We also know that the cannabis plant contains in excess of 60 active compounds that likely possess distinctive therapeutic properties. These include THC, THCV, CBD, THCA, CBC, and CBG, among others. In fact, a recent review by Raphael Mechoulam and colleagues identifies nearly 30 separate therapeutic effects — including anti-cancer properties, anti-diabetic properties, neuroprotection, and anti-stroke properties — in cannabinoids other than THC. Most recently, a review by researchers in Germany reported that since 2005 there have been 37 controlled studies assessing the safety and efficacy of cannabinoids, involved a total of 2,563 subjects. By contrast, most FDA-approved drugs go through far fewer trials involving far fewer subjects.

Finally, we know that Western civilization has been using cannabis as a therapeutic agent or recreational intoxicant for thousands of years with relatively few adverse consequences — either to the individual user or to society. In fact, no less than the World Health Organization commissioned a team of experts to compare the health and societal consequences of marijuana use compared to other drugs, including alcohol, nicotine, and opiates. After quantifying the harms associated with both drugs, the researchers concluded: “Overall, most of these risks (associated with marijuana) are small to moderate in size. In aggregate they are unlikely to produce public health problems comparable in scale to those currently produced by alcohol and tobacco. On existing patterns of use, cannabis poses a much less serious public health problem than is currently posed by alcohol and tobacco in Western societies.

That, in a nutshell, is what we ‘know’ about cannabis. I’d say that it’s ample enough information to, at the very least, cease the practice arresting people who possess it.  As for what else Dr. Haney and others of a similar mindset would still like to know — and how many additional studies would it take to provide them with that information — well, that’s anybody’s guess.

125 thoughts

  1. The only reason why marijuana is still illegal is because the pharmaceutical companies, oil companies, and the whole lumber industry would lose an enormous profit. Pharmaceutical companies can’t patent a plant, bio-fuel is superior to gasoline and oil as they produce nothing but oxygen exhausts and any papermass made out of hemp is stronger and have three times the shelf life of any product derived from wood.
    And the people behind these companies are the same people who fund the campaings of these politicians who keep marijuana illegal.

    That’s why it’s still illegal.

  2. Why is such a useful plant still illegal?? easy. making it legal would piss off the smarmy, ignorant right-wing lowlifes and losers who control the nation’s discourse. once we purge this filthy scum once and for all, then AND ONLY THEN can we hope for some kind of forward movement. until then, we ALL languish in squalid ignorance.
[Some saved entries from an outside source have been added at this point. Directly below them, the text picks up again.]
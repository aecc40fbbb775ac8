//! `audit` command

use std::io::Write;

use clap::Args;

use super::CliContext;
use crate::audit::AuditLogger;
use crate::error::AgentResult;
use crate::export::{write_json, write_yaml, OutputFormat};

#[derive(Args, Debug, Clone)]
pub struct AuditArgs {
    /// Number of most recent entries to show
    #[arg(short = 'n', long, default_value = "20")]
    pub count: usize,
}

/// Show recent audit entries. Reads the log even when auditing is off.
pub fn handle_audit_command<W: Write>(
    ctx: &CliContext,
    args: &AuditArgs,
    out: &mut W,
) -> AgentResult<()> {
    let logger = AuditLogger::new(ctx.paths.audit_log());
    let entries = logger.read_recent(args.count)?;

    match ctx.format {
        OutputFormat::Json => write_json(&entries, out),
        OutputFormat::Yaml => write_yaml(&entries, out),
        OutputFormat::Text | OutputFormat::Csv => {
            if entries.is_empty() {
                writeln!(out, "No audit entries found at {}", logger.path().display())?;
                return Ok(());
            }
            for entry in &entries {
                writeln!(out, "{}", entry.format_human_readable())?;
            }
            writeln!(
                out,
                "\nShowing {} of {} entries",
                entries.len(),
                logger.entry_count()?
            )?;
            Ok(())
        }
    }
}
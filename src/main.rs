use std::io::{self, Write};

use anyhow::{Context, Result};
use clap::{Args, Parser, Subcommand};
use tracing::debug;
use tracing_subscriber::EnvFilter;

use agentbto::cli::{
    handle_afford_command, handle_audit_command, handle_budget_command, handle_estimates_command,
    handle_evaluate_command, handle_request_command, AffordArgs, AuditArgs, BudgetArgs, CliContext,
    EstimatesArgs, EvaluateArgs, RequestArgs,
};
use agentbto::config::{paths::AgentPaths, settings::Settings};
use agentbto::display::report::format_rate;
use agentbto::export::{write_json, write_yaml, OutputFormat};

#[derive(Parser)]
#[command(
    name = "agentbto",
    version,
    about = "HDB loan, budget and BTO affordability calculator",
    long_about = "AgentBTO works out how large an HDB loan a household can service, \
                  what total budget that gives with cash and CPF savings, and whether \
                  BTO flats and cost estimates fit within it."
)]
struct Cli {
    /// Output format (defaults to the configured format)
    #[arg(long, global = true, value_enum, env = "AGENTBTO_FORMAT")]
    format: Option<OutputFormat>,

    /// Do not record this run in the audit log
    #[arg(long, global = true)]
    no_audit: bool,

    /// More diagnostics on stderr (-v info, -vv debug)
    #[arg(short, long, global = true, action = clap::ArgAction::Count)]
    verbose: u8,

    #[command(subcommand)]
    command: Option<Commands>,
}

#[derive(Subcommand)]
enum Commands {
    /// Maximum HDB loan and total budget from income and savings
    Budget(BudgetArgs),

    /// Compare a total budget against listing prices
    #[command(alias = "affordability")]
    Afford(AffordArgs),

    /// Budget plus the verdict for one BTO price
    Evaluate(EvaluateArgs),

    /// Assess a budget against cost estimates with confidence intervals
    Estimates(EstimatesArgs),

    /// Answer a JSON request with a JSON response envelope
    Request(RequestArgs),

    /// Show recent audit log entries
    Audit(AuditArgs),

    /// Write a settings file with the default loan policy
    Init(InitArgs),

    /// Show current configuration and paths
    Config,
}

#[derive(Args)]
struct InitArgs {
    /// Overwrite an existing settings file with defaults
    #[arg(long)]
    force: bool,
}

fn init_tracing(verbose: u8) {
    let default_level = match verbose {
        0 => "warn",
        1 => "info",
        _ => "debug",
    };
    let filter = EnvFilter::try_from_env("AGENTBTO_LOG")
        .unwrap_or_else(|_| EnvFilter::new(format!("agentbto={}", default_level)));

    tracing_subscriber::fmt()
        .with_env_filter(filter)
        .with_writer(io::stderr)
        .with_target(false)
        .init();
}

fn main() -> Result<()> {
    let cli = Cli::parse();
    init_tracing(cli.verbose);

    let paths = AgentPaths::new()?;
    let settings = Settings::load_or_create(&paths)
        .with_context(|| format!("Failed to load {}", paths.settings_file().display()))?;
    debug!(base_dir = %paths.base_dir().display(), "configuration loaded");

    let ctx = CliContext::new(paths, settings, cli.format, !cli.no_audit);
    let stdout = io::stdout();
    let mut out = stdout.lock();

    match cli.command {
        Some(Commands::Budget(args)) => handle_budget_command(&ctx, &args, &mut out)?,
        Some(Commands::Afford(args)) => handle_afford_command(&ctx, &args, &mut out)?,
        Some(Commands::Evaluate(args)) => handle_evaluate_command(&ctx, &args, &mut out)?,
        Some(Commands::Estimates(args)) => handle_estimates_command(&ctx, &args, &mut out)?,
        Some(Commands::Request(args)) => {
            let response = handle_request_command(&ctx, &args, &mut out)?;
            if !response.ok {
                out.flush()?;
                std::process::exit(1);
            }
        }
        Some(Commands::Audit(args)) => handle_audit_command(&ctx, &args, &mut out)?,
        Some(Commands::Init(args)) => {
            let settings_file = ctx.paths.settings_file();
            if ctx.paths.is_initialized() && !args.force {
                writeln!(out, "Already initialized: {}", settings_file.display())?;
                writeln!(out, "Use --force to reset to defaults.")?;
            } else {
                Settings::default().save(&ctx.paths)?;
                writeln!(out, "Wrote default settings to {}", settings_file.display())?;
            }
        }
        Some(Commands::Config) => match ctx.format {
            OutputFormat::Json => write_json(&ctx.settings, &mut out)?,
            OutputFormat::Yaml => write_yaml(&ctx.settings, &mut out)?,
            OutputFormat::Text | OutputFormat::Csv => {
                let policy = ctx.policy();
                writeln!(out, "AgentBTO Configuration")?;
                writeln!(out, "======================")?;
                writeln!(out, "Config directory: {}", ctx.paths.base_dir().display())?;
                writeln!(out, "Settings file:    {}", ctx.paths.settings_file().display())?;
                writeln!(out, "Audit log:        {}", ctx.paths.audit_log().display())?;
                writeln!(out)?;
                writeln!(out, "Loan policy:")?;
                writeln!(out, "  Income ratio:    {}", format_rate(policy.income_ratio))?;
                writeln!(out, "  Interest rate:   {}", format_rate(policy.annual_rate))?;
                writeln!(out, "  Tenure:          {} years", policy.tenure_years)?;
                writeln!(
                    out,
                    "  OA retained:     {}",
                    policy.retain_oa_amount.format_with_symbol(ctx.symbol())
                )?;
                writeln!(out)?;
                writeln!(out, "Audit enabled:     {}", ctx.settings.audit_enabled)?;
                writeln!(out, "Default format:    {:?}", ctx.settings.default_format)?;
            }
        },
        None => {
            writeln!(out, "AgentBTO - HDB loan, budget and BTO affordability calculator")?;
            writeln!(out)?;
            writeln!(out, "Run 'agentbto --help' for usage information.")?;
        }
    }

    Ok(())
}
  3. Maybe a million a billion a trillion cannabis plants on all the continents on planet earth,and who is going to stop it ,and Y…When will it run out? Glad it not my money.

  4. MRSA stands for Methicillin resistant Staphylococcus aureus; not “multi-drug resistant bacterial infections”

  5. You forgot to mention the cotton industry loosing out as hemp uses far less water than cotton to grow. I agree such a useful plant should not be illegal.

  6. Like Chris Rock once said “The only reason weed and coke is illegal in the United States is because the best weed and coke isn’t grown in the United States” Man has somewhat of a point.

  7. To God: I agree with your assessment for the reasons of illegal states. I would also like to toss in the ideal of stigma. Since weed historically was brought into the US along side Heroin and Cocaine, the stigma continues that its equally dangerous. As more dialogue continues I am hopeful the stigma will fade.

  8. Thank you very much for your thorough work on this! Hopefully a schedule 2 drug status is right around the corner for cannabis.